Ces affrontements chroniques entraînent des déplacements massifs de populations et entravent l'accès aux structures médicales, marchés, écoles et aux champs. Cette situation expose les familles à une insécurité alimentaire permanente.

Le territoire de Masisi est caractérisé par ses collines verdoyantes, où l’agriculture reste l’activité économique principale et ses communautés en dépendent pour pouvoir se nourrir. Ces derniers mois, l’accès aux terres est d’autant plus restreint à cause de la présence de porteurs d’armes qui gèrent de nombreux points de contrôle et taxation sur les routes. Les habitants atteignent difficilement leurs terres et sont souvent contraints de les abandonner, laissant les récoltes derrière eux.

« À cause des hommes armés, je ne peux pas accéder aux champs tous les jours » témoigne Fahida dont le fils est hospitalisé à Masisi. « Quand on prend la route, on a peur de rencontrer des hommes armés sur le trajet. Ils exigent de l’argent et peuvent même nous tuer ou nous violer »

Avec la réduction d’échanges commerciaux, la pénurie d’approvisionnement en denrées alimentaires a également entraîné une augmentation significative des prix, rendant l'accès à une alimentation adéquate encore plus difficile. Une portion de farine de manioc coutait l’année dernière environ 500 francs, aujourd’hui cela a quadruplé – soit l’équivalent d’une journée de travail dans les champs –, pas assez pour nourrir une famille.

« Chez nous, on ne passait pas une seule journée sans manger. Mais ici, on n’a rien, notre vie est misérable » explique Sifa, qui a trouvé refuge au site de déplacés de Katale depuis quatre mois, fuyant les affrontements dans son village d’origine. « Il y a deux mois, ma fille Annika est décédée de la malnutrition à l’hôpital. Elle avait 7 ans. Nous sommes arrivés trop tard… Je vous dis, la pauvreté va tous nous tuer » confie-t-elle.

MSF appelle les autres acteurs à assurer une présence opérationnelle durable afin de prévenir les conséquences désastreuses de la malnutrition. Il est urgent que les autorités congolaises et les bailleurs renforcent les capacités d’intervention médicale au niveau des structures sanitaires du territoire, notamment en intrants nutritionnels.
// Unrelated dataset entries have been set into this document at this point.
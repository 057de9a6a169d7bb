//! Constraint-satisfaction timetable generator.
//!
//! # Algorithm
//!
//! 1. Validate requirements against master data; bad input never searches.
//! 2. Expand each requirement into periods-per-week placement tasks.
//! 3. Order requirements most-constrained-first: ascending ratio of
//!    statically valid (slot, room) pairs to periods needed.
//! 4. For each task, enumerate candidates through the slot index in the
//!    fixed order (day, period, room id) and place the first one.
//! 5. On a dead end, undo the most recent placement and advance its
//!    candidate cursor. The decision stack is explicit, so budget
//!    accounting and cancellation are plain counters over it.
//! 6. A task whose alternatives are exhausted is reported unmet; the rest
//!    of the schedule is still produced.
//!
//! The search is deterministic: identical input and budget produce
//! identical placements. Timetabling subsumes graph coloring, so the solver
//! is a bounded heuristic, not an optimality guarantee.
//!
//! # Reference
//! Schaerf (1999), "A Survey of Automated Timetabling"

use std::collections::{HashMap, HashSet};

use log::{debug, info, trace, warn};
use serde::{Deserialize, Serialize};

use crate::conflicts;
use crate::error::EngineError;
use crate::index::{ResourceKind, SlotIndex};
use crate::models::{
    Assignment, ClassGroup, Conflict, MasterData, Requirement, Room, Schedule, Subject, Teacher,
    TimeSlot,
};
use crate::validation;

use super::{CancelToken, SearchBudget};

/// One slot unit the search could not place.
#[derive(Debug, Clone, PartialEq, Eq, Serialize, Deserialize)]
pub struct UnmetTask {
    /// The requirement the task belongs to.
    pub requirement_id: String,
    /// Which of the requirement's weekly periods (0-based).
    pub ordinal: u32,
}

/// Result of a generation run.
///
/// A non-empty `unmet` list is a normal outcome signaling infeasible input
/// or an exhausted budget, not a failure.
#[derive(Debug, Clone, PartialEq, Serialize, Deserialize)]
pub struct GenerationOutcome {
    /// The generated schedule (complete or partial).
    pub schedule: Schedule,
    /// Slot units that could not be placed.
    pub unmet: Vec<UnmetTask>,
    /// Conflicts detected over the generated assignments.
    pub conflicts: Vec<Conflict>,
}

/// Timetable generator.
///
/// Stateless per call: all input is passed in, all output is returned, and
/// nothing is retained between runs.
///
/// # Example
///
/// ```
/// use timetable_engine::models::{
///     ClassGroup, DayOfWeek, MasterData, Requirement, Room, Subject, Teacher, TimeSlot,
/// };
/// use timetable_engine::scheduler::Generator;
///
/// let master = MasterData::new()
///     .with_teacher(Teacher::new("t1", "MAT01"))
///     .with_room(Room::regular("r1"))
///     .with_subject(Subject::new("math"))
///     .with_class(ClassGroup::new("7b"))
///     .with_time_slot(TimeSlot::new("mon-0", DayOfWeek::Monday, 0))
///     .with_time_slot(TimeSlot::new("mon-1", DayOfWeek::Monday, 1));
/// let requirements = vec![Requirement::new("req1", "7b", "math", "t1").with_periods_per_week(2)];
///
/// let outcome = Generator::new()
///     .generate(&requirements, &master, "2026-spring")
///     .unwrap();
/// assert_eq!(outcome.schedule.assignment_count(), 2);
/// assert!(outcome.unmet.is_empty());
/// ```
#[derive(Debug, Clone, Default)]
pub struct Generator {
    budget: SearchBudget,
    cancel: Option<CancelToken>,
}

/// A slot unit to place: one weekly period of one requirement.
struct Task<'a> {
    req: &'a Requirement,
    ordinal: u32,
}

/// One decision on the backtracking stack.
struct Frame {
    task: usize,
    candidates: Vec<(usize, usize)>,
    cursor: usize,
    retries: u32,
    placed: Option<Assignment>,
}

/// Requirement references resolved once before the search.
struct Resolved<'a> {
    teacher: &'a Teacher,
    subject: &'a Subject,
    class: &'a ClassGroup,
}

impl Generator {
    /// Creates a generator with the default budget.
    pub fn new() -> Self {
        Self::default()
    }

    /// Sets the search budget.
    pub fn with_budget(mut self, budget: SearchBudget) -> Self {
        self.budget = budget;
        self
    }

    /// Sets a cancellation token, checked once per task iteration.
    pub fn with_cancel_token(mut self, token: CancelToken) -> Self {
        self.cancel = Some(token);
        self
    }

    /// Generates a schedule satisfying the requirements, or the best
    /// attainable partial schedule within the budget.
    ///
    /// # Errors
    /// `EngineError::InvalidRequirements` if validation fails; the search
    /// does not start.
    pub fn generate(
        &self,
        requirements: &[Requirement],
        master: &MasterData,
        schedule_id: impl Into<String>,
    ) -> Result<GenerationOutcome, EngineError> {
        let schedule_id = schedule_id.into();
        validation::validate(requirements, master).map_err(EngineError::InvalidRequirements)?;

        let slots = master.time_slots_in_week_order();
        let rooms = master.rooms_in_id_order();
        let resolved = resolve_requirements(requirements, master);

        info!(
            "generating schedule '{}': {} requirements over {} slots and {} rooms",
            schedule_id,
            requirements.len(),
            slots.len(),
            rooms.len()
        );

        // Most constrained first, so infeasibility shows up early instead
        // of after the flexible requirements have taken the good cells.
        let empty = SlotIndex::new();
        let mut ordered: Vec<&Requirement> = requirements.iter().collect();
        let options: HashMap<&str, u64> = ordered
            .iter()
            .map(|r| {
                let n = enumerate_candidates(r, &resolved[r.id.as_str()], &slots, &rooms, &empty)
                    .len() as u64;
                (r.id.as_str(), n)
            })
            .collect();
        ordered.sort_by(|a, b| {
            let lhs = options[a.id.as_str()] * u64::from(b.periods_per_week);
            let rhs = options[b.id.as_str()] * u64::from(a.periods_per_week);
            lhs.cmp(&rhs).then_with(|| a.id.cmp(&b.id))
        });

        let tasks: Vec<Task> = ordered
            .iter()
            .copied()
            .flat_map(|r| (0..r.periods_per_week).map(move |k| Task { req: r, ordinal: k }))
            .collect();

        let mut index = SlotIndex::new();
        let mut stack: Vec<Frame> = Vec::new();
        let mut pending: Option<Frame> = None;
        let mut backtracks = 0usize;
        let mut i = 0usize;

        while i < tasks.len() {
            if self.is_cancelled() {
                warn!(
                    "generation of '{}' cancelled with {} of {} tasks placed",
                    schedule_id,
                    stack.len(),
                    tasks.len()
                );
                break;
            }

            let task = &tasks[i];
            let mut frame = match pending.take() {
                Some(frame) => frame,
                None => {
                    let candidates = enumerate_candidates(
                        task.req,
                        &resolved[task.req.id.as_str()],
                        &slots,
                        &rooms,
                        &index,
                    );
                    trace!(
                        "task {} ('{}' period {}) has {} candidates",
                        i,
                        task.req.id,
                        task.ordinal,
                        candidates.len()
                    );
                    Frame {
                        task: i,
                        candidates,
                        cursor: 0,
                        retries: 0,
                        placed: None,
                    }
                }
            };

            if let Some(&(slot_idx, room_idx)) = frame.candidates.get(frame.cursor) {
                let assignment = Assignment::new(
                    format!("{}-a{:04}", schedule_id, i),
                    &schedule_id,
                    &task.req.class_id,
                    &task.req.subject_id,
                    &task.req.teacher_id,
                    &rooms[room_idx].id,
                    &slots[slot_idx].id,
                );
                debug!(
                    "placing {} in slot '{}' room '{}'",
                    assignment.id, assignment.time_slot_id, assignment.room_id
                );
                index.insert(&assignment);
                frame.placed = Some(assignment);
                stack.push(frame);
                i += 1;
                continue;
            }

            // Dead end for task i.
            if stack.is_empty() {
                debug!(
                    "task {} ('{}' period {}) is unplaceable, skipping",
                    i, task.req.id, task.ordinal
                );
                i += 1;
                continue;
            }
            if backtracks >= self.budget.max_backtracks {
                warn!(
                    "backtrack budget ({}) exhausted for '{}', stopping search",
                    self.budget.max_backtracks, schedule_id
                );
                break;
            }
            if let Some(mut top) = stack.pop() {
                backtracks += 1;
                top.retries += 1;
                if let Some(placed) = top.placed.take() {
                    debug!("backtracking over {}", placed.id);
                    index.remove(&placed);
                }
                if top.retries > self.budget.retries_per_task {
                    warn!(
                        "task {} exceeded its retry bound ({}), stopping search",
                        top.task, self.budget.retries_per_task
                    );
                    break;
                }
                top.cursor += 1;
                i = top.task;
                pending = Some(top);
            }
        }

        let mut schedule = Schedule::new(schedule_id.clone());
        let mut placed_tasks = HashSet::new();
        for frame in stack {
            if let Some(assignment) = frame.placed {
                placed_tasks.insert(frame.task);
                schedule.add_assignment(assignment);
            }
        }

        let unmet: Vec<UnmetTask> = tasks
            .iter()
            .enumerate()
            .filter(|(t, _)| !placed_tasks.contains(t))
            .map(|(_, task)| UnmetTask {
                requirement_id: task.req.id.clone(),
                ordinal: task.ordinal,
            })
            .collect();

        let conflicts = conflicts::detect(&schedule.assignments, master);

        if unmet.is_empty() {
            info!(
                "schedule '{}' complete: {} assignments",
                schedule_id,
                schedule.assignment_count()
            );
        } else {
            warn!(
                "schedule '{}' partial: {} assignments placed, {} tasks unmet",
                schedule_id,
                schedule.assignment_count(),
                unmet.len()
            );
        }

        Ok(GenerationOutcome {
            schedule,
            unmet,
            conflicts,
        })
    }

    fn is_cancelled(&self) -> bool {
        self.cancel.as_ref().is_some_and(CancelToken::is_cancelled)
    }
}

/// Resolves each requirement's references. Validation has already run, so
/// every id resolves; requirements are dropped here only if it did not.
fn resolve_requirements<'a>(
    requirements: &'a [Requirement],
    master: &'a MasterData,
) -> HashMap<&'a str, Resolved<'a>> {
    requirements
        .iter()
        .filter_map(|r| {
            let teacher = master.teacher(&r.teacher_id)?;
            let subject = master.subject(&r.subject_id)?;
            let class = master.class_group(&r.class_id)?;
            Some((
                r.id.as_str(),
                Resolved {
                    teacher,
                    subject,
                    class,
                },
            ))
        })
        .collect()
}

/// Enumerates valid (slot, room) index pairs for one period of the
/// requirement, in the fixed order (day, period, room id). Every check is
/// an O(1) index lookup or a field comparison.
fn enumerate_candidates(
    req: &Requirement,
    resolved: &Resolved<'_>,
    slots: &[&TimeSlot],
    rooms: &[&Room],
    index: &SlotIndex,
) -> Vec<(usize, usize)> {
    let mut out = Vec::new();
    for (slot_idx, slot) in slots.iter().enumerate() {
        if !resolved.teacher.is_available_in(&slot.id) {
            continue;
        }
        if !index.is_free(ResourceKind::Teacher, &req.teacher_id, &slot.id) {
            continue;
        }
        if !index.is_free(ResourceKind::Class, &req.class_id, &slot.id) {
            continue;
        }
        for (room_idx, room) in rooms.iter().enumerate() {
            if !resolved.subject.accepts_room_type(&room.room_type) {
                continue;
            }
            if !room.fits(resolved.class.size) {
                continue;
            }
            if !index.is_free(ResourceKind::Room, &room.id, &slot.id) {
                continue;
            }
            out.push((slot_idx, room_idx));
        }
    }
    out
}
//! Timetable generation.
//!
//! `Generator` runs a deterministic backtracking search that places every
//! weekly requirement into a (room, time slot) cell, pruning through the
//! slot index. Infeasible input yields a partial schedule plus the unmet
//! remainder; it is reported, never raised as an error.
//!
//! `SearchBudget` bounds the search, `CancelToken` stops it cooperatively
//! between placement steps.

mod budget;
mod generator;

pub use budget::{CancelToken, SearchBudget};
pub use generator::{GenerationOutcome, Generator, UnmetTask};
//! Schedule and assignment models.
//!
//! An assignment is one placed teaching period: (class, subject, teacher,
//! room, time slot). A schedule is the identified collection of assignments
//! for one academic period. Schedules are generated wholesale or mutated
//! one cell at a time by the editor; they are never partially regenerated.

use serde::{Deserialize, Serialize};

/// One placed teaching period.
///
/// The uniqueness rules (no two assignments share a class, teacher, or room
/// in the same slot) are not enforced by this type. The conflict detector
/// reports violations; an assignment carrying `override_conflict` downgrades
/// its collisions instead of being rejected.
#[derive(Debug, Clone, PartialEq, Serialize, Deserialize)]
pub struct Assignment {
    /// Unique assignment identifier.
    pub id: String,
    /// Owning schedule.
    pub schedule_id: String,
    /// Class group attending.
    pub class_id: String,
    /// Subject taught.
    pub subject_id: String,
    /// Teacher delivering the period.
    pub teacher_id: String,
    /// Room the period takes place in.
    pub room_id: String,
    /// Weekly time slot.
    pub time_slot_id: String,
    /// Set once an operator has touched this cell.
    pub manually_edited: bool,
    /// Operator explicitly accepted a conflict on this cell.
    pub override_conflict: bool,
}

impl Assignment {
    /// Creates a new assignment.
    #[allow(clippy::too_many_arguments)]
    pub fn new(
        id: impl Into<String>,
        schedule_id: impl Into<String>,
        class_id: impl Into<String>,
        subject_id: impl Into<String>,
        teacher_id: impl Into<String>,
        room_id: impl Into<String>,
        time_slot_id: impl Into<String>,
    ) -> Self {
        Self {
            id: id.into(),
            schedule_id: schedule_id.into(),
            class_id: class_id.into(),
            subject_id: subject_id.into(),
            teacher_id: teacher_id.into(),
            room_id: room_id.into(),
            time_slot_id: time_slot_id.into(),
            manually_edited: false,
            override_conflict: false,
        }
    }

    /// Marks the cell as operator-accepted despite a known conflict.
    pub fn with_override(mut self) -> Self {
        self.override_conflict = true;
        self
    }
}

/// A weekly timetable for one academic period.
#[derive(Debug, Clone, Default, PartialEq, Serialize, Deserialize)]
pub struct Schedule {
    /// Unique schedule identifier.
    pub id: String,
    /// Optimistic-concurrency token, bumped by every successful edit.
    pub revision: u64,
    /// Placed assignments, in placement order.
    pub assignments: Vec<Assignment>,
}

impl Schedule {
    /// Creates an empty schedule.
    pub fn new(id: impl Into<String>) -> Self {
        Self {
            id: id.into(),
            revision: 0,
            assignments: Vec::new(),
        }
    }

    /// Adds an assignment.
    pub fn add_assignment(&mut self, assignment: Assignment) {
        self.assignments.push(assignment);
    }

    /// Finds an assignment by id.
    pub fn assignment(&self, assignment_id: &str) -> Option<&Assignment> {
        self.assignments.iter().find(|a| a.id == assignment_id)
    }

    /// Returns all assignments for a class group.
    pub fn assignments_for_class(&self, class_id: &str) -> Vec<&Assignment> {
        self.assignments
            .iter()
            .filter(|a| a.class_id == class_id)
            .collect()
    }

    /// Returns all assignments for a teacher.
    pub fn assignments_for_teacher(&self, teacher_id: &str) -> Vec<&Assignment> {
        self.assignments
            .iter()
            .filter(|a| a.teacher_id == teacher_id)
            .collect()
    }

    /// Returns all assignments in a time slot.
    pub fn assignments_in_slot(&self, time_slot_id: &str) -> Vec<&Assignment> {
        self.assignments
            .iter()
            .filter(|a| a.time_slot_id == time_slot_id)
            .collect()
    }

    /// Number of assignments.
    pub fn assignment_count(&self) -> usize {
        self.assignments.len()
    }

    /// Whether the schedule holds no assignments.
    pub fn is_empty(&self) -> bool {
        self.assignments.is_empty()
    }
}
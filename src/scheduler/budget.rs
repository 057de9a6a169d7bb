//! Search budget and cooperative cancellation.

use std::sync::atomic::{AtomicBool, Ordering};
use std::sync::Arc;

/// Bounds on the generator's backtracking search.
///
/// The budget turns an exponential worst case into a bounded run: when a
/// bound is hit the generator stops and reports the tasks it could not
/// place instead of searching forever.
#[derive(Debug, Clone, PartialEq, Eq)]
pub struct SearchBudget {
    /// Total backtrack steps allowed across the whole run.
    pub max_backtracks: usize,
    /// Times a single task's placement may be undone before the run stops.
    pub retries_per_task: u32,
}

impl SearchBudget {
    /// Creates the default budget.
    pub fn new() -> Self {
        Self::default()
    }

    /// Sets the total backtrack bound.
    pub fn with_max_backtracks(mut self, max_backtracks: usize) -> Self {
        self.max_backtracks = max_backtracks;
        self
    }

    /// Sets the per-task retry bound.
    pub fn with_retries_per_task(mut self, retries: u32) -> Self {
        self.retries_per_task = retries;
        self
    }
}

impl Default for SearchBudget {
    fn default() -> Self {
        Self {
            max_backtracks: 10_000,
            retries_per_task: 32,
        }
    }
}

/// Shared flag for cancelling a generation run between placement steps.
///
/// Clone the token, hand one copy to the generator, and call `cancel` from
/// another thread. The generator checks the flag once per task iteration;
/// cancellation yields a partial result, never a corrupt one.
#[derive(Debug, Clone, Default)]
pub struct CancelToken {
    flag: Arc<AtomicBool>,
}

impl CancelToken {
    /// Creates a new, uncancelled token.
    pub fn new() -> Self {
        Self::default()
    }

    /// Requests cancellation.
    pub fn cancel(&self) {
        self.flag.store(true, Ordering::SeqCst);
    }

    /// Whether cancellation was requested.
    pub fn is_cancelled(&self) -> bool {
        self.flag.load(Ordering::SeqCst)
    }
}

#[cfg(test)]
mod tests {
    use super::*;

    #[test]
    fn test_budget_builder() {
        let b = SearchBudget::new()
            .with_max_backtracks(100)
            .with_retries_per_task(4);
        assert_eq!(b.max_backtracks, 100);
        assert_eq!(b.retries_per_task, 4);
    }

    #[test]
    fn test_cancel_token_shared_across_clones() {
        let token = CancelToken::new();
        let clone = token.clone();
        assert!(!clone.is_cancelled());
        token.cancel();
        assert!(clone.is_cancelled());
    }
}
//! Conflict model.
//!
//! Conflicts are derived report artifacts, recomputed on demand from the
//! current assignments. They are never persisted as a source of truth.

use serde::{Deserialize, Serialize};

/// A detected violation between assignments, or on a single assignment.
#[derive(Debug, Clone, PartialEq, Eq, Serialize, Deserialize)]
pub struct Conflict {
    /// What rule was violated.
    pub kind: ConflictKind,
    /// Whether the violation blocks the schedule or is operator-accepted.
    pub severity: Severity,
    /// Lower offending assignment id.
    pub first_assignment: String,
    /// Higher offending assignment id. Absent for single-assignment
    /// conflicts (room mismatch, availability, dangling reference).
    pub second_assignment: Option<String>,
    /// Human-readable description.
    pub message: String,
}

/// Classification of conflicts.
///
/// Variant order defines the report order of the detector output.
#[derive(Debug, Clone, Copy, PartialEq, Eq, PartialOrd, Ord, Hash, Serialize, Deserialize)]
pub enum ConflictKind {
    /// Same teacher placed twice in one slot.
    TeacherDoubleBooked,
    /// Same room placed twice in one slot.
    RoomDoubleBooked,
    /// Same class group placed twice in one slot.
    ClassDoubleBooked,
    /// Room type does not satisfy the subject's requirement.
    RoomTypeMismatch,
    /// Class group larger than the room's capacity.
    RoomCapacityExceeded,
    /// Teacher is not available in the assigned slot.
    TeacherUnavailable,
    /// An id on the assignment does not resolve in the supplied master data.
    UnknownReference,
}

/// Conflict severity.
#[derive(Debug, Clone, Copy, PartialEq, Eq, PartialOrd, Ord, Hash, Serialize, Deserialize)]
pub enum Severity {
    /// Violates a hard rule; the schedule is not acceptable as-is.
    Blocking,
    /// Operator has accepted the violation via an override flag.
    Warning,
}

impl Conflict {
    /// Creates a pairwise conflict. The two ids are stored lower-first so
    /// that detection output is order-independent.
    pub fn pair(
        kind: ConflictKind,
        severity: Severity,
        a: impl Into<String>,
        b: impl Into<String>,
        message: impl Into<String>,
    ) -> Self {
        let (a, b) = (a.into(), b.into());
        let (first, second) = if a <= b { (a, b) } else { (b, a) };
        Self {
            kind,
            severity,
            first_assignment: first,
            second_assignment: Some(second),
            message: message.into(),
        }
    }

    /// Creates a single-assignment conflict.
    pub fn single(
        kind: ConflictKind,
        severity: Severity,
        assignment_id: impl Into<String>,
        message: impl Into<String>,
    ) -> Self {
        Self {
            kind,
            severity,
            first_assignment: assignment_id.into(),
            second_assignment: None,
            message: message.into(),
        }
    }

    /// Whether the conflict names the given assignment.
    pub fn involves(&self, assignment_id: &str) -> bool {
        self.first_assignment == assignment_id
            || self.second_assignment.as_deref() == Some(assignment_id)
    }

    /// Whether the conflict blocks the schedule.
    pub fn is_blocking(&self) -> bool {
        self.severity == Severity::Blocking
    }
}

#[cfg(test)]
mod tests {
    use super::*;

    #[test]
    fn test_pair_normalizes_id_order() {
        let c = Conflict::pair(
            ConflictKind::TeacherDoubleBooked,
            Severity::Blocking,
            "a2",
            "a1",
            "teacher double-booked",
        );
        assert_eq!(c.first_assignment, "a1");
        assert_eq!(c.second_assignment.as_deref(), Some("a2"));
    }

    #[test]
    fn test_involves() {
        let c = Conflict::pair(
            ConflictKind::RoomDoubleBooked,
            Severity::Warning,
            "a1",
            "a2",
            "",
        );
        assert!(c.involves("a1"));
        assert!(c.involves("a2"));
        assert!(!c.involves("a3"));

        let s = Conflict::single(
            ConflictKind::TeacherUnavailable,
            Severity::Blocking,
            "a9",
            "",
        );
        assert!(s.involves("a9"));
        assert!(s.second_assignment.is_none());
    }

    #[test]
    fn test_kind_report_order() {
        assert!(ConflictKind::TeacherDoubleBooked < ConflictKind::RoomDoubleBooked);
        assert!(ConflictKind::RoomCapacityExceeded < ConflictKind::UnknownReference);
    }

    #[test]
    fn test_severity_serialization() {
        let json = serde_json::to_string(&Severity::Blocking).unwrap();
        assert_eq!(json, "\"Blocking\"");
    }
}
Depuis 15 ans, MSF fournit des soins médicaux gratuits dans le territoire de Masisi, soutenant 2 hôpitaux généraux de référence ainsi que 12 centres de santé, en collaboration avec le Ministère de la Santé. Pour lutter contre la malnutrition, nos équipes prennent en charge les cas de malnutrition au sein de 3 unités intensives et 9 unités ambulatoires dans les zones de santé de Masisi et Mweso, fournissent des intrants nutritionnels et autres médicaments nécessaires, et sensibilisent les communautés aux signes de la malnutrition.